Down to the last line, repeat the entries exactly.
Top of RECORDS SUPPLIED
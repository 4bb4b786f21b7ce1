//! Ls command - List one directory level of a bucket

use anyhow::Result;
use clap::Args;

use bucketsync_core::domain::ObjectAddress;

use crate::context::AppContext;
use crate::output::{get_formatter, OutputFormat};

#[derive(Debug, Args)]
pub struct LsCommand {
    /// Directory to list, `gs://bucket[/path]`
    pub target: ObjectAddress,
}

impl LsCommand {
    pub async fn execute(&self, ctx: &AppContext, format: OutputFormat) -> Result<()> {
        let formatter = get_formatter(format);
        let listing = ctx.objects().list_dir(&self.target).await?;

        if format.is_json() {
            formatter.print_json(&serde_json::to_value(&listing)?);
            return Ok(());
        }

        for dir in &listing.dirs {
            println!("{}/", dir);
        }
        for file in &listing.files {
            println!("{}", file);
        }
        if listing.is_empty() {
            formatter.info(&format!("{} is empty", self.target));
        }
        Ok(())
    }
}
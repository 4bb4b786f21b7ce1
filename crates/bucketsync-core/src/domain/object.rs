//! Snapshots of local files and remote objects

use std::path::{Component, Path, PathBuf};

use chrono::{DateTime, Utc};
use serde::{Deserialize, Serialize};

use super::fingerprint::ContentDigest;

/// A regular file discovered by walking a local tree
#[derive(Debug, Clone, PartialEq, Eq, Serialize, Deserialize)]
pub struct LocalFile {
    /// Absolute (or root-joined) path on disk
    pub absolute_path: PathBuf,
    /// Path relative to the walk root, always `/`-separated
    pub relative_path: String,
    /// File size at the time of the walk
    pub size_bytes: u64,
}

impl LocalFile {
    /// Creates a snapshot, deriving the POSIX relative path from `root`
    ///
    /// Returns `None` if `absolute_path` is not below `root`.
    pub fn new(root: &Path, absolute_path: PathBuf, size_bytes: u64) -> Option<Self> {
        let relative = absolute_path.strip_prefix(root).ok()?;
        let relative_path = posix_relative(relative)?;
        Some(Self {
            absolute_path,
            relative_path,
            size_bytes,
        })
    }
}

/// Joins the normal components of a relative path with `/`
fn posix_relative(relative: &Path) -> Option<String> {
    let mut parts = Vec::new();
    for component in relative.components() {
        match component {
            Component::Normal(part) => parts.push(part.to_str()?.to_string()),
            Component::CurDir => {}
            _ => return None,
        }
    }
    (!parts.is_empty()).then(|| parts.join("/"))
}

/// Metadata of one remote object, fetched on demand and never cached
#[derive(Debug, Clone, PartialEq, Eq, Serialize, Deserialize)]
pub struct RemoteObjectMeta {
    /// Full object name within its bucket
    pub name: String,
    /// Content digest, absent for composite objects
    pub digest: Option<ContentDigest>,
    /// Last modification time reported by the backend
    pub last_modified: Option<DateTime<Utc>>,
    /// Generation number, if the backend versions objects
    pub generation: Option<i64>,
    /// Object size in bytes
    pub size: u64,
}

impl RemoteObjectMeta {
    /// Minimal snapshot with only a name and digest
    pub fn new(name: impl Into<String>, digest: Option<ContentDigest>) -> Self {
        Self {
            name: name.into(),
            digest,
            last_modified: None,
            generation: None,
            size: 0,
        }
    }
}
Bottom of RECORDS SUPPLIED
== THE ANSWER ==
repository 4bb4b786f21b7ce1
//! Ls command - List one directory level of a bucket

use anyhow::Result;
use clap::Args;

use bucketsync_core::domain::ObjectAddress;

use crate::context::AppContext;
use crate::output::{get_formatter, OutputFormat};

#[derive(Debug, Args)]
pub struct LsCommand {
    /// Directory to list, `gs://bucket[/path]`
    pub target: ObjectAddress,
}

impl LsCommand {
    pub async fn execute(&self, ctx: &AppContext, format: OutputFormat) -> Result<()> {
        let formatter = get_formatter(format);
        let listing = ctx.objects().list_dir(&self.target).await?;

        if format.is_json() {
            formatter.print_json(&serde_json::to_value(&listing)?);
            return Ok(());
        }

        for dir in &listing.dirs {
            println!("{}/", dir);
        }
        for file in &listing.files {
            println!("{}", file);
        }
        if listing.is_empty() {
            formatter.info(&format!("{} is empty", self.target));
        }
        Ok(())
    }
}
repository 4bb4b786f21b7ce1
filename crates/bucketsync-core/src/domain/object.rs
//! Snapshots of local files and remote objects

use std::path::{Component, Path, PathBuf};

use chrono::{DateTime, Utc};
use serde::{Deserialize, Serialize};

use super::fingerprint::ContentDigest;

/// A regular file discovered by walking a local tree
#[derive(Debug, Clone, PartialEq, Eq, Serialize, Deserialize)]
pub struct LocalFile {
    /// Absolute (or root-joined) path on disk
    pub absolute_path: PathBuf,
    /// Path relative to the walk root, always `/`-separated
    pub relative_path: String,
    /// File size at the time of the walk
    pub size_bytes: u64,
}

impl LocalFile {
    /// Creates a snapshot, deriving the POSIX relative path from `root`
    ///
    /// Returns `None` if `absolute_path` is not below `root`.
    pub fn new(root: &Path, absolute_path: PathBuf, size_bytes: u64) -> Option<Self> {
        let relative = absolute_path.strip_prefix(root).ok()?;
        let relative_path = posix_relative(relative)?;
        Some(Self {
            absolute_path,
            relative_path,
            size_bytes,
        })
    }
}

/// Joins the normal components of a relative path with `/`
fn posix_relative(relative: &Path) -> Option<String> {
    let mut parts = Vec::new();
    for component in relative.components() {
        match component {
            Component::Normal(part) => parts.push(part.to_str()?.to_string()),
            Component::CurDir => {}
            _ => return None,
        }
    }
    (!parts.is_empty()).then(|| parts.join("/"))
}

/// Metadata of one remote object, fetched on demand and never cached
#[derive(Debug, Clone, PartialEq, Eq, Serialize, Deserialize)]
pub struct RemoteObjectMeta {
    /// Full object name within its bucket
    pub name: String,
    /// Content digest, absent for composite objects
    pub digest: Option<ContentDigest>,
    /// Last modification time reported by the backend
    pub last_modified: Option<DateTime<Utc>>,
    /// Generation number, if the backend versions objects
    pub generation: Option<i64>,
    /// Object size in bytes
    pub size: u64,
}

impl RemoteObjectMeta {
    /// Minimal snapshot with only a name and digest
    pub fn new(name: impl Into<String>, digest: Option<ContentDigest>) -> Self {
        Self {
            name: name.into(),
            digest,
            last_modified: None,
            generation: None,
            size: 0,
        }
    }
}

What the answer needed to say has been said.